Further: Dean Stanley in his Sinai and Palestine, page 101, speaking of Hebron, says, "High above us on the eastern height of the town, which is nestled, Italian-like, on the slope of a ravine, rose the two long black walls and two stately minarets of that illustrious mosque, one of the four sanctuaries of the Mahometan world, sacred in the eyes of all the world besides, which covers the cave of Machpelah, the last resting-place of Abraham, Isaac, and Jacob." I will now give extracts from a letter, dated Jerusalem, April 9th, 1862, describing the visit of the Prince of Wales to the Mosque of Hebron, printed in the Guardian, April 30th, 1862, page 421 :

"Of all the great patriarchal family, Rachel alone is absent in the tomb selected for her by Jacob on the spot where she died on the way to Bethlehem.
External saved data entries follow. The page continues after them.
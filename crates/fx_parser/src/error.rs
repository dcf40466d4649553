use thiserror::Error;

#[derive(Error, Debug, Clone, PartialEq)]
pub enum ParseError {
    #[error("parse error: {0}")]
    Syntax(String),
    #[error("unconsumed input: {0}")]
    UnconsumedInput(String),
}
We are not left to conjecture the reverence that was paid to this spot when the descendants of Abraham dwelt in the country and occupied it as their own. Josephus expressly informs us that it was surrounded by them by vast walls, existing even to this day. That these walls are the massive enclosures, on the exterior of which so many eager

eyes have been fixed in our own times, can hardly be doubted. . . . This building (the mosque) occupies (to speak roughly) about one-third of the platform. I proceed to describe its relation to the sepulchres of the patriarchs. It is the innermost of the outer porticoes which contains the two first. In the recess on the right is the alleged tomb of Abraham; on the left that of Sarah, each guarded by silver gates. . . . Within the area of the church or mosque were shewn in like manner the tombs of Isaac and Rebekah. . . . The tombs of Jacob and Leah were shewn in recesses corresponding to those of Abraham and Sarah, but in a separate cloister opposite the entrance of the mosque. Thus far the monuments of the mosque adhere strictly to the Biblical account as given above. The variation which follows rests, as I am informed by Dr. Rosen, on the general tradition of the country (justified perhaps by an ambiguous expression in Josephus), that the body of Joseph, after having been deposited first at Shechem (Joshua xxiv. 32), was subsequently transported to Hebron. But the peculiar situation of the alleged tomb agrees with the exceptional character of the tradition. . . . It will be seen that up to this point no mention has been made of the subject of the greatest interest to all of us,-namely, the sacred cave itself, in which one at least of the patriarchal family may still be believed to repose intact-the embalined body of Jacob."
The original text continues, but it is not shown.